BEGIN

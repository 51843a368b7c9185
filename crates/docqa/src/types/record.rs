//! Chunk records and search hits

use serde::{Deserialize, Serialize};
use uuid::Uuid;

/// Metadata for one indexed chunk
///
/// Positionally aligned with the vector at the same index; never updated after creation.
#[derive(Debug, Clone, PartialEq, Eq, Serialize, Deserialize)]
pub struct ChunkRecord {
    /// Unique chunk ID
    pub id: Uuid,
    /// The chunk's words joined by single spaces
    pub text: String,
    /// Name of the originating document
    pub source: String,
}

impl ChunkRecord {
    /// Create a record with a fresh ID
    pub fn new(text: impl Into<String>, source: impl Into<String>) -> Self {
        Self {
            id: Uuid::new_v4(),
            text: text.into(),
            source: source.into(),
        }
    }
}

/// A scored search result
#[derive(Debug, Clone, PartialEq)]
pub struct SearchHit {
    /// Inner product with the query (cosine similarity for unit vectors)
    pub score: f32,
    /// The matched record
    pub record: ChunkRecord,
}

END

§ Brief:
Print from the line containing "for unit vectors)" to the last line above, exactly as written.

§ Exercise result:
    /// Inner product with the query (cosine similarity for unit vectors)
    pub score: f32,
    /// The matched record
    pub record: ChunkRecord,
}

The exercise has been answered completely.